For the string "unused", search the entries below and copy every line where it appears.

# [DATA SUPPLIED]
---

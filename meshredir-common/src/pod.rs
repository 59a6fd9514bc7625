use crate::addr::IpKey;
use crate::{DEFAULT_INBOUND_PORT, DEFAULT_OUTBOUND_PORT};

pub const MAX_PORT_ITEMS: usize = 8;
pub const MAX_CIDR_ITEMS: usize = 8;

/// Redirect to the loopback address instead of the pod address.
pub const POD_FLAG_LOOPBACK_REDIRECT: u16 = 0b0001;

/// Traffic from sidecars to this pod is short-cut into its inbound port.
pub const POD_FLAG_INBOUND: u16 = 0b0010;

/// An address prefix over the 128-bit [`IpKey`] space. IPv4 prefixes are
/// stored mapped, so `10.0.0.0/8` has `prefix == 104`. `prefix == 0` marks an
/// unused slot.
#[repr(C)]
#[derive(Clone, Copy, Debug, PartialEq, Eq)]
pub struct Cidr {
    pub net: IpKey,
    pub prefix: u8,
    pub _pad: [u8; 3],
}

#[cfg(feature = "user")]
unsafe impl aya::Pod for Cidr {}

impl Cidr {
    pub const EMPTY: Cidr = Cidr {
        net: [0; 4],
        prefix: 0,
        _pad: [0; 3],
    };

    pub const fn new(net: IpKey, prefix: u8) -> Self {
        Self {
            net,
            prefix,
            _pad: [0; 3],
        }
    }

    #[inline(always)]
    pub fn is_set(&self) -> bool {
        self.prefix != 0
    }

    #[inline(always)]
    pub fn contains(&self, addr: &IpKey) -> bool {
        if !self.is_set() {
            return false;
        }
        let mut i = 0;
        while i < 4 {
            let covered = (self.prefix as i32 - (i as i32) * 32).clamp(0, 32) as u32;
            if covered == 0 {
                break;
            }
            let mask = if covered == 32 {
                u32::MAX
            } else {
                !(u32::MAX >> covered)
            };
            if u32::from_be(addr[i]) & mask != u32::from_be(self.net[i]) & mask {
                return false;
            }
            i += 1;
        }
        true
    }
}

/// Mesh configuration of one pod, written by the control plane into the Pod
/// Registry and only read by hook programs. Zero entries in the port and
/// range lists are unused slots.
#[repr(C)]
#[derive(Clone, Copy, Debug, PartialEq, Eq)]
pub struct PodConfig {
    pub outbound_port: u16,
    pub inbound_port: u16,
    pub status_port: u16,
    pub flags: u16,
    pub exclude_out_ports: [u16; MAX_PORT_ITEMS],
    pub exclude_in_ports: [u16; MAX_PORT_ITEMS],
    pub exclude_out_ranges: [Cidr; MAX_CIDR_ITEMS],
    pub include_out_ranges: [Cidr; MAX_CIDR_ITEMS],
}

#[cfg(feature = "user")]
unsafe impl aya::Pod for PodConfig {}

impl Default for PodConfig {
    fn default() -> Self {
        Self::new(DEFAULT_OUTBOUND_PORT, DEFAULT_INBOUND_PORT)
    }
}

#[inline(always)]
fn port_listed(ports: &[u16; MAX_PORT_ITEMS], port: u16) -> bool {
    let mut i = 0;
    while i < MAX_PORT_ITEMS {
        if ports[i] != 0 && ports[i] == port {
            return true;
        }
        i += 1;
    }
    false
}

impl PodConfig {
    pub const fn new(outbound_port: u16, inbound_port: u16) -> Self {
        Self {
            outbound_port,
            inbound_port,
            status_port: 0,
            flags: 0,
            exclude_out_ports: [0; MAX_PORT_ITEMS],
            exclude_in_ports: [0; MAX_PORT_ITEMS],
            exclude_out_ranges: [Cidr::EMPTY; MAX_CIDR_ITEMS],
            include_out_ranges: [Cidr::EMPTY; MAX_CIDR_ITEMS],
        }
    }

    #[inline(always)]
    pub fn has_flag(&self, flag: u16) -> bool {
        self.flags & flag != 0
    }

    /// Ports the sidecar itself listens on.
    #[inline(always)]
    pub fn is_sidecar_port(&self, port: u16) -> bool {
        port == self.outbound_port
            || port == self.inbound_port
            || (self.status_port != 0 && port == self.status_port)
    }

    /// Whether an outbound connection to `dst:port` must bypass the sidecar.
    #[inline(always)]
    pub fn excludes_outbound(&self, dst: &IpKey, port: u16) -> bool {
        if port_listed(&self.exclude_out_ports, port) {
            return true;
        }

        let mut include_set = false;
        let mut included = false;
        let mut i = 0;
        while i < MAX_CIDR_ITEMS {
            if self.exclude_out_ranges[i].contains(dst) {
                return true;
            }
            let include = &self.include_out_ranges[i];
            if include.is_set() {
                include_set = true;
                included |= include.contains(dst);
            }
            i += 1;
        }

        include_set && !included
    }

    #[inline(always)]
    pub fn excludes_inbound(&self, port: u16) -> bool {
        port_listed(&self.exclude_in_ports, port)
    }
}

---

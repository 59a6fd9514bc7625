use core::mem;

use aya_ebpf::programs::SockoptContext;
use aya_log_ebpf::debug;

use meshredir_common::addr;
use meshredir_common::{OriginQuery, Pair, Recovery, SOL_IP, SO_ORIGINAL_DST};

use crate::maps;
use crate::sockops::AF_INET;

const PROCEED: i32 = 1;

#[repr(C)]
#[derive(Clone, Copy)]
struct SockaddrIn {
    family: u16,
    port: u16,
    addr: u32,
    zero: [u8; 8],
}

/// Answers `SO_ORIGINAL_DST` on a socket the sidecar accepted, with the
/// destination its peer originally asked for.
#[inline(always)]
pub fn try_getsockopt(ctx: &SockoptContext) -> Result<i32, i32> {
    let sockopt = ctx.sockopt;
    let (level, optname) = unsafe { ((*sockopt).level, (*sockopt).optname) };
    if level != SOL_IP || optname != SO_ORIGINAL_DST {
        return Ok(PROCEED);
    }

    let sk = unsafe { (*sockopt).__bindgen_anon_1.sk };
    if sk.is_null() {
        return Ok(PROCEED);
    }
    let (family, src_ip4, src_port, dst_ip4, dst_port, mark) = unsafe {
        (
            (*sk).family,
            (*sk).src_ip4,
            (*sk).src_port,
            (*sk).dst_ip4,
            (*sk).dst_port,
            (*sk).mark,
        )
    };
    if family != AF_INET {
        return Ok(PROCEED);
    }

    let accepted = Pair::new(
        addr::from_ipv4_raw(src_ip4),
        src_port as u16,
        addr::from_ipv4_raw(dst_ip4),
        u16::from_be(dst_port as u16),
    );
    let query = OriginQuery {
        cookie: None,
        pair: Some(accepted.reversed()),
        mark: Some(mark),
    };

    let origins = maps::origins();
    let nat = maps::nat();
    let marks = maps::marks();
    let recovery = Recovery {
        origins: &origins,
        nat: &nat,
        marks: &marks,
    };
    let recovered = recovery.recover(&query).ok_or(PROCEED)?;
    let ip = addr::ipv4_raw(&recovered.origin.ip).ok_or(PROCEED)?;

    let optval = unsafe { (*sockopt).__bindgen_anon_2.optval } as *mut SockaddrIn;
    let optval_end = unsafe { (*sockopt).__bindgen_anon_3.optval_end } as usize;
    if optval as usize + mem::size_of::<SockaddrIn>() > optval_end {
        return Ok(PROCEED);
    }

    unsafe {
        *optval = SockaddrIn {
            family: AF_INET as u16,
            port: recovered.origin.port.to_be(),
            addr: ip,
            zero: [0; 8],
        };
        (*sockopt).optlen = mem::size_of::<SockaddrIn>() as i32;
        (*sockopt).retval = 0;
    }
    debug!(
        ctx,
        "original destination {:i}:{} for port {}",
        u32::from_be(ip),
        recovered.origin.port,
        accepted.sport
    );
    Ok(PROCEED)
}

---

# [TASK RESPONSE]
/// unused slot.
/// range lists are unused slots.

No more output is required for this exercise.